Show every line from the entries that follow which holds the word "debug".

Data excerpts section start

use lsp_types::{CodeActionParams, Url};
use serde_json::Value;
use std::sync::Arc;
use tracing::debug;

use super::edit_service::EditApplier;
use super::move_service::MoveService;
use crate::error::RefactorError;
use crate::host::{Editor, FileSystem, RENAME_SYMBOL_COMMAND, RefactorServer};
use crate::model::entities::{Outcome, PickItem};
use crate::model::types::{CommandInfo, GetRefactorEditParams, RefactorKind, RenamePosition};

const NEW_FILE_DESTINATION: &str = "newFile";
const PACKAGE_DESTINATION: &str = "package";
const CLASS_DESTINATION: &str = "class";

/// Service for the apply-refactoring command and the rename trigger
#[derive(Clone)]
pub struct RefactorService {
    server: Arc<dyn RefactorServer>,
    editor: Arc<dyn Editor>,
    applier: EditApplier,
    moves: MoveService,
}

impl RefactorService {
    pub fn new(server: Arc<dyn RefactorServer>, editor: Arc<dyn Editor>, fs: Arc<dyn FileSystem>) -> Self {
        Self {
            applier: EditApplier::new(editor.clone()),
            moves: MoveService::new(server.clone(), editor.clone(), fs),
            server,
            editor,
        }
    }

    pub fn moves(&self) -> &MoveService {
        &self.moves
    }

    /// Run a refactoring offered by a server code action.
    ///
    /// # Arguments
    /// * `kind` - Refactoring identifier, e.g. `extractMethod`
    /// * `params` - The code action context the refactoring applies to
    /// * `info` - Auxiliary information attached to the code action
    pub async fn apply_refactoring(
        &self,
        kind: &str,
        params: Value,
        info: Option<CommandInfo>,
    ) -> Result<Outcome, RefactorError> {
        let kind: RefactorKind = kind
            .parse()
            .map_err(|_| RefactorError::UnsupportedRefactoring(kind.to_string()))?;
        let info = info.unwrap_or_default();
        debug!("Applying refactoring {}", kind);

        if kind == RefactorKind::MoveFile {
            let uri = info
                .uri
                .as_deref()
                .ok_or_else(|| RefactorError::InvalidArguments(format!("{} requires a document uri", kind)))?;
            let uri = Url::parse(uri).map_err(|e| RefactorError::InvalidArguments(format!("{}: {}", uri, e)))?;
            return self.moves.move_file(vec![uri]).await;
        }

        let params: CodeActionParams = serde_json::from_value(params)?;
        match kind {
            RefactorKind::MoveInstanceMethod => self.moves.move_instance_method(params, &info).await,
            RefactorKind::MoveStaticMember => self.moves.move_static_member(params, &info).await,
            RefactorKind::MoveType => self.move_type(params, &info).await,
            _ => self.compute_and_apply(kind, params, &info).await,
        }
    }

    /// Move a type to a new file, another package or another class
    pub async fn move_type(&self, params: CodeActionParams, info: &CommandInfo) -> Result<Outcome, RefactorError> {
        let options: Vec<(&str, PickItem)> = info
            .supported_destination_kinds
            .iter()
            .flatten()
            .filter_map(|kind| match kind.as_str() {
                NEW_FILE_DESTINATION => Some((NEW_FILE_DESTINATION, PickItem::new("Move type to new file"))),
                PACKAGE_DESTINATION => Some((PACKAGE_DESTINATION, PickItem::new("Move type to another package"))),
                CLASS_DESTINATION => Some((CLASS_DESTINATION, PickItem::new("Move type to another class"))),
                other => {
                    debug!("Ignoring unknown destination kind {}", other);
                    None
                },
            })
            .collect();
        if options.is_empty() {
            debug!("No destination kinds offered for type {}", info.display_name());
            return Ok(Outcome::NothingToDo);
        }

        let items: Vec<PickItem> = options.iter().map(|(_, item)| item.clone()).collect();
        let Some(index) = self.pick(&items, "What would you like to do?").await? else {
            return Ok(Outcome::Cancelled);
        };

        match options[index].0 {
            NEW_FILE_DESTINATION => self.compute_and_apply(RefactorKind::MoveTypeToNewFile, params, info).await,
            PACKAGE_DESTINATION => self.moves.move_type_to_package(params, info).await,
            _ => self.moves.move_type_to_class(params, info).await,
        }
    }

    /// Start an interactive rename at a character offset.
    ///
    /// Any failure along the way is logged and otherwise ignored.
    pub async fn trigger_rename(&self, position: RenamePosition) {
        if let Err(e) = self.try_trigger_rename(&position).await {
            debug!("Rename at {}:{} not started: {:#}", position.uri, position.offset, e);
        }
    }

    async fn try_trigger_rename(&self, position: &RenamePosition) -> anyhow::Result<()> {
        let uri = Url::parse(&position.uri)?;
        let Some(document) = self.editor.open_document(&uri).await? else {
            anyhow::bail!("document is not available");
        };
        self.editor.show_document(&document).await?;

        let at = document.position_at(position.offset);
        self.editor
            .execute_command(
                RENAME_SYMBOL_COMMAND,
                vec![Value::String(uri.to_string()), serde_json::to_value(at)?],
            )
            .await?;
        Ok(())
    }

    /// Ask the server for a refactoring edit and apply it
    async fn compute_and_apply(
        &self,
        kind: RefactorKind,
        context: CodeActionParams,
        info: &CommandInfo,
    ) -> Result<Outcome, RefactorError> {
        let options = self.editor.formatting_options().ok_or(RefactorError::NoActiveEditor)?;

        let mut command_arguments = Vec::new();
        if kind.needs_initialization_scope() {
            match info.initialized_scopes.as_deref().unwrap_or_default() {
                [] => {},
                [scope] => command_arguments.push(Value::String(scope.clone())),
                scopes => {
                    let items: Vec<PickItem> = scopes.iter().map(PickItem::new).collect();
                    let Some(index) = self.pick(&items, "Initialize the field in").await? else {
                        return Ok(Outcome::Cancelled);
                    };
                    command_arguments.push(Value::String(scopes[index].clone()));
                },
            }
        }

        let result = self
            .server
            .get_refactor_edit(GetRefactorEditParams {
                command: kind,
                context,
                options,
                command_arguments,
            })
            .await
            .map_err(RefactorError::Transport)?;
        self.applier.apply(result).await
    }

    async fn pick(&self, items: &[PickItem], placeholder: &str) -> Result<Option<usize>, RefactorError> {
        let selection = self
            .editor
            .show_quick_pick(items, placeholder)
            .await
            .map_err(RefactorError::Editor)?;
        Ok(selection.filter(|index| *index < items.len()))
    }
}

Data excerpts section end

**Solution below**
use tracing::debug;
        debug!("Applying refactoring {}", kind);
                    debug!("Ignoring unknown destination kind {}", other);
            debug!("No destination kinds offered for type {}", info.display_name());
            debug!("Rename at {}:{} not started: {:#}", position.uri, position.offset, e);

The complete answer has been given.